If like me you’ve been enjoying hearing the deep and clipped tones of the 1940’s reporters telling us about the progress of D Day (I know it’s radio but you can definitely see that they are wearing suits and ties or possibly even dinner jackets) have you also wondered where are the women’s voices? Answer is, of course, there weren’t any. Not only were there no women announcers or presenters but British women were not allowed to be accredited war reporters. The only way around this disbarment was for reporters like Clare Hollingworth to join an American news organisation if they wanted to report the biggest story of the day.

Image result for picture of martha gellhorn

Even Martha Gellhorn, the veteran American journalist who had been reporting the War for Collier’s Magazine since 1937, suffered from this attitude as the US Army’s public relations officers objected to a woman being a correspondent with combat troops. But she was determined not to be relegated to reporting behind the lines or what was demeaningly called ‘the women’s angle’ and came up with a brilliant ruse.
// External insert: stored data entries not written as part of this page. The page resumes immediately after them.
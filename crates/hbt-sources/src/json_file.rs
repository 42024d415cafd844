use std::path::PathBuf;

use hbt_schemas::SourceRole;

use crate::{decode_records, FetchedRecords, RecordSource, SourceError};

/// A participant's collection persisted as one JSON document on disk.
///
/// The file is re-read on every fetch. A missing file means the participant
/// has not written yet and reads as unavailable, not as an empty collection.
pub struct JsonFileSource {
    role: SourceRole,
    path: PathBuf,
}

impl JsonFileSource {
    pub fn new(role: SourceRole, path: impl Into<PathBuf>) -> Self {
        Self {
            role,
            path: path.into(),
        }
    }
}

#[async_trait::async_trait]
impl RecordSource for JsonFileSource {
    fn role(&self) -> SourceRole {
        self.role
    }

    fn name(&self) -> String {
        format!("json_file:{}", self.path.display())
    }

    async fn fetch_records(&self) -> Result<FetchedRecords, SourceError> {
        let raw = tokio::fs::read_to_string(&self.path)
            .await
            .map_err(|e| SourceError::Unavailable(format!("{}: {e}", self.path.display())))?;
        if raw.trim().is_empty() {
            return Ok(FetchedRecords::default());
        }
        let body: serde_json::Value =
            serde_json::from_str(&raw).map_err(|e| SourceError::Decode(e.to_string()))?;
        let fetched = decode_records(body)?;
        tracing::debug!(
            path = %self.path.display(),
            role = %self.role,
            records = fetched.records.len(),
            malformed = fetched.malformed.len(),
            "fetched"
        );
        Ok(fetched)
    }
}
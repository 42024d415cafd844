//! Change notifier: fan-out of [`ChangeEvent`]s to subscribers.
//!
//! Each subscriber owns a bounded channel. Publishing never waits on a
//! subscriber: `try_send` either enqueues or the subscriber is dropped.
//! A subscriber that cannot keep up is evicted rather than allowed to stall
//! merges for every identity.

use std::sync::atomic::{AtomicU64, Ordering};

use tokio::sync::mpsc::{self, error::TrySendError};
use tokio::sync::Mutex;
use tokio_stream::wrappers::ReceiverStream;
use tracing::{debug, warn};

use hbt_reconcile::{VersionFreshness, VersionWatermark};
use hbt_schemas::{ChangeEvent, IdentityKey};

#[derive(Clone, Debug, PartialEq, Eq)]
pub enum SubscriptionFilter {
    All,
    /// One identity. Also matches after that key is absorbed into another.
    Identity(IdentityKey),
}

impl SubscriptionFilter {
    pub fn matches(&self, event: &ChangeEvent) -> bool {
        match self {
            SubscriptionFilter::All => true,
            SubscriptionFilter::Identity(key) => {
                event.identity == *key || event.batch.absorbed_identities.contains(key)
            }
        }
    }
}

struct Subscriber {
    id: u64,
    filter: SubscriptionFilter,
    tx: mpsc::Sender<ChangeEvent>,
}

pub struct Notifier {
    subscribers: Mutex<Vec<Subscriber>>,
    next_id: AtomicU64,
    buffer: usize,
    published: AtomicU64,
}

impl Notifier {
    /// `buffer` is the per-subscriber channel capacity (minimum 1).
    pub fn new(buffer: usize) -> Self {
        Self {
            subscribers: Mutex::new(Vec::new()),
            next_id: AtomicU64::new(1),
            buffer: buffer.max(1),
            published: AtomicU64::new(0),
        }
    }

    pub async fn subscribe(&self, filter: SubscriptionFilter) -> Subscription {
        let (tx, rx) = mpsc::channel(self.buffer);
        let id = self.next_id.fetch_add(1, Ordering::Relaxed);
        self.subscribers.lock().await.push(Subscriber {
            id,
            filter: filter.clone(),
            tx,
        });
        debug!(subscriber = id, ?filter, "subscribed");
        Subscription {
            id,
            filter,
            rx,
            watermark: VersionWatermark::new(),
        }
    }

    /// Deliver `event` to every matching subscriber. Returns how many
    /// subscribers received it.
    pub async fn publish(&self, event: &ChangeEvent) -> usize {
        self.published.fetch_add(1, Ordering::Relaxed);
        let mut delivered = 0;
        let mut subs = self.subscribers.lock().await;
        subs.retain(|s| {
            if !s.filter.matches(event) {
                return !s.tx.is_closed();
            }
            match s.tx.try_send(event.clone()) {
                Ok(()) => {
                    delivered += 1;
                    true
                }
                Err(TrySendError::Full(_)) => {
                    warn!(
                        subscriber = s.id,
                        identity = %event.identity,
                        version = event.version,
                        "subscriber buffer full; evicting"
                    );
                    false
                }
                Err(TrySendError::Closed(_)) => {
                    debug!(subscriber = s.id, "subscriber gone");
                    false
                }
            }
        });
        delivered
    }

    /// Live subscribers. Prunes the ones whose receiver was dropped.
    pub async fn subscriber_count(&self) -> usize {
        let mut subs = self.subscribers.lock().await;
        subs.retain(|s| !s.tx.is_closed());
        subs.len()
    }

    /// Total events handed to `publish` since start.
    pub fn published(&self) -> u64 {
        self.published.load(Ordering::Relaxed)
    }
}

/// Receiving end of one subscription.
///
/// The channel closes when the subscriber is evicted; `recv` then drains what
/// was buffered and returns `None`.
pub struct Subscription {
    id: u64,
    filter: SubscriptionFilter,
    rx: mpsc::Receiver<ChangeEvent>,
    watermark: VersionWatermark,
}

impl Subscription {
    pub fn id(&self) -> u64 {
        self.id
    }

    pub fn filter(&self) -> &SubscriptionFilter {
        &self.filter
    }

    /// Next event as delivered, duplicates included.
    pub async fn recv(&mut self) -> Option<ChangeEvent> {
        self.rx.recv().await
    }

    /// Non-blocking variant of [`recv`][Self::recv].
    pub fn try_recv(&mut self) -> Option<ChangeEvent> {
        self.rx.try_recv().ok()
    }

    /// Next event whose version is newer than anything already returned for
    /// its identity. Duplicate and stale deliveries are skipped.
    pub async fn next_fresh(&mut self) -> Option<ChangeEvent> {
        while let Some(ev) = self.rx.recv().await {
            match self.watermark.accept(&ev) {
                VersionFreshness::Fresh => return Some(ev),
                VersionFreshness::Gap { expected, got } => {
                    debug!(identity = %ev.identity, expected, got, "version gap");
                    return Some(ev);
                }
                VersionFreshness::Duplicate | VersionFreshness::Stale { .. } => continue,
            }
        }
        None
    }

    pub fn into_stream(self) -> ReceiverStream<ChangeEvent> {
        ReceiverStream::new(self.rx)
    }
}

#[cfg(test)]
mod tests {
    use super::*;
    use chrono::Utc;
    use hbt_schemas::{BatchStatus, CanonicalBatch, IdentityConfidence};
    use std::collections::{BTreeMap, BTreeSet};

    fn event(identity: &str, version: u64) -> ChangeEvent {
        ChangeEvent {
            identity: IdentityKey::new(identity),
            version,
            batch: CanonicalBatch {
                identity: IdentityKey::new(identity),
                status: BatchStatus::Pending,
                status_source: None,
                merged_fields: BTreeMap::new(),
                created_at: None,
                last_updated: None,
                contributing_sources: BTreeSet::new(),
                external_ids: BTreeSet::new(),
                absorbed_identities: BTreeSet::new(),
                identity_confidence: IdentityConfidence::Exact,
                terminal_conflict: None,
            },
            timeline: Vec::new(),
            emitted_at: Utc::now(),
        }
    }

    #[tokio::test]
    async fn identity_filter_only_sees_its_identity() {
        let n = Notifier::new(8);
        let mut all = n.subscribe(SubscriptionFilter::All).await;
        let mut one = n
            .subscribe(SubscriptionFilter::Identity(IdentityKey::new("A")))
            .await;

        n.publish(&event("A", 1)).await;
        n.publish(&event("B", 1)).await;

        assert_eq!(all.try_recv().map(|e| e.identity.0), Some("A".into()));
        assert_eq!(all.try_recv().map(|e| e.identity.0), Some("B".into()));
        assert_eq!(one.try_recv().map(|e| e.identity.0), Some("A".into()));
        assert!(one.try_recv().is_none());
    }

    #[tokio::test]
    async fn identity_filter_follows_absorbed_key() {
        let n = Notifier::new(8);
        let mut sub = n
            .subscribe(SubscriptionFilter::Identity(IdentityKey::new("B")))
            .await;
        let mut ev = event("A", 3);
        ev.batch.absorbed_identities.insert(IdentityKey::new("B"));
        assert_eq!(n.publish(&ev).await, 1);
        assert_eq!(sub.try_recv().map(|e| e.version), Some(3));
    }

    #[tokio::test]
    async fn full_subscriber_is_evicted_without_blocking() {
        let n = Notifier::new(1);
        let mut slow = n.subscribe(SubscriptionFilter::All).await;
        let mut fast = n.subscribe(SubscriptionFilter::All).await;

        n.publish(&event("A", 1)).await;
        assert!(fast.try_recv().is_some());
        // slow never drained: the second publish finds its buffer full.
        n.publish(&event("A", 2)).await;
        assert_eq!(n.subscriber_count().await, 1);
        assert_eq!(fast.try_recv().map(|e| e.version), Some(2));

        assert_eq!(slow.recv().await.map(|e| e.version), Some(1));
        assert!(slow.recv().await.is_none());
    }

    #[tokio::test]
    async fn dropped_subscription_is_pruned() {
        let n = Notifier::new(4);
        let sub = n.subscribe(SubscriptionFilter::All).await;
        assert_eq!(n.subscriber_count().await, 1);
        drop(sub);
        assert_eq!(n.subscriber_count().await, 0);
    }

    #[tokio::test]
    async fn next_fresh_skips_duplicates_and_stale_versions() {
        let n = Notifier::new(8);
        let mut sub = n.subscribe(SubscriptionFilter::All).await;
        for v in [1, 1, 2, 1, 4] {
            n.publish(&event("A", v)).await;
        }
        n.subscribers.lock().await.clear();

        let mut seen = Vec::new();
        while let Some(ev) = sub.next_fresh().await {
            seen.push(ev.version);
        }
        assert_eq!(seen, vec![1, 2, 4]);
    }
}
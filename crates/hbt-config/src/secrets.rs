//! Source credentials.
//!
//! # Contract
//! - Config YAML stores only env var NAMES (`/sources/<n>/token_env`).
//! - Tokens are resolved once, when the source is built; nothing else reads
//!   `std::env` for credentials.
//! - `Debug` on [`SourceToken`] redacts the value.
//! - Errors name the env var, never the value.

use anyhow::{bail, Result};

use crate::settings::{SourceKind, SourceSpec};

/// A resolved bearer token. Redacted in `Debug` output.
#[derive(Clone, PartialEq, Eq)]
pub struct SourceToken(String);

impl SourceToken {
    pub fn new(value: impl Into<String>) -> Self {
        Self(value.into())
    }

    pub fn expose(&self) -> &str {
        &self.0
    }
}

impl std::fmt::Debug for SourceToken {
    fn fmt(&self, f: &mut std::fmt::Formatter<'_>) -> std::fmt::Result {
        f.write_str("SourceToken(<REDACTED>)")
    }
}

/// Unset or blank counts as missing.
fn resolve_env(var_name: &str) -> Option<String> {
    match std::env::var(var_name) {
        Ok(v) if !v.trim().is_empty() => Some(v),
        _ => None,
    }
}

/// Resolve the token for `spec`.
///
/// `Ok(None)` when the source needs no token. A configured `token_env` that
/// is unset is an error naming the variable.
pub fn resolve_source_token(spec: &SourceSpec) -> Result<Option<SourceToken>> {
    let SourceKind::Http {
        token_env: Some(var),
        ..
    } = &spec.kind
    else {
        return Ok(None);
    };
    match resolve_env(var) {
        Some(v) => Ok(Some(SourceToken(v))),
        None => bail!(
            "SECRETS_MISSING source={}: required env var '{}' is not set or empty",
            spec.role,
            var
        ),
    }
}
//! Command handler modules for hbt-cli.
//!
//! Shared utilities used by multiple command paths live here.
//! Command-specific logic lives in the submodules.

pub mod audit;
pub mod reconcile;

use anyhow::{Context, Result};
use chrono::{DateTime, Utc};
use hbt_schemas::SourceRole;

// ---------------------------------------------------------------------------
// Shared helpers
// ---------------------------------------------------------------------------

/// Parse a CLI `--role` string into a [`SourceRole`].
pub fn parse_role(role: &str) -> Result<SourceRole> {
    match SourceRole::parse(role) {
        Some(r) => Ok(r),
        None => anyhow::bail!(
            "invalid --role '{}'. expected one of: originator | processor | laboratory | regulator",
            role
        ),
    }
}

/// Parse a CLI `--now` RFC 3339 timestamp.
pub fn parse_now(now: Option<&str>) -> Result<DateTime<Utc>> {
    match now {
        None => Ok(Utc::now()),
        Some(raw) => Ok(DateTime::parse_from_rfc3339(raw.trim())
            .with_context(|| format!("invalid --now '{raw}': expected RFC 3339"))?
            .with_timezone(&Utc)),
    }
}

/// Read a text file, stripping a UTF-8 BOM if present.
pub fn read_text(path: &str) -> Result<String> {
    let bytes = std::fs::read(path).with_context(|| format!("read failed: {path}"))?;
    let bytes = bytes.strip_prefix(&[0xEF, 0xBB, 0xBF]).unwrap_or(&bytes);
    String::from_utf8(bytes.to_vec()).with_context(|| format!("{path} must be UTF-8 text"))
}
By the time she heard about the D Day invasion it was already underway and her estranged husband, Ernest Hemingway, had been officially accredited to Collier’s – her magazine – as the correspondent who was to write the cover story. Furious and goaded by rivalry, Martha managed to do better. She got herself to the embarkation port shortly after midnight on the night of June 6/7 and locked herself into the lavatory of a large white hospital ship due to cross at dawn. Only then did the stowaway emerge and, still unrecognised, worked as a stretcher bearer collecting wounded men from the Normandy beaches. Carrying them from the crowded, dangerous shore to the water ambulances, raising them over the side of the boat and then transporting them down the winding stairs of the converted pleasure ship to the ward, was desperately hard work. Each case was more tragic than the next. But in spite of the constant pain all Martha wrote ‘all of us knew that our own wounded were good men and that with their amazing help, their selflessness and self-control, we would get through all right.’ Her moving story was published inside the magazine.  Ernest made the cover but his story was not nearly so vivid, so personal.

When she docked, her papers were scarcely in order and she was arrested by the PR office of the US Army. As punishment, Martha Gellhorn was sent to an American nurses training camp in the English countryside and denied permission to cross again into France. However, she escaped yet again and  climbed over a fence until she reached a military airfield and spun a yarn about wanting to see her fiancé in Italy. She persuaded a pilot to fly her there and wrote vivid reports from Italy about the fighting there.

Next time you wonder about the missing women’s voices remember Martha and many other courageous women who managed, against the odds, to write about fighting and war recorded in my book, Battling for News The Rise of the Woman Reporter.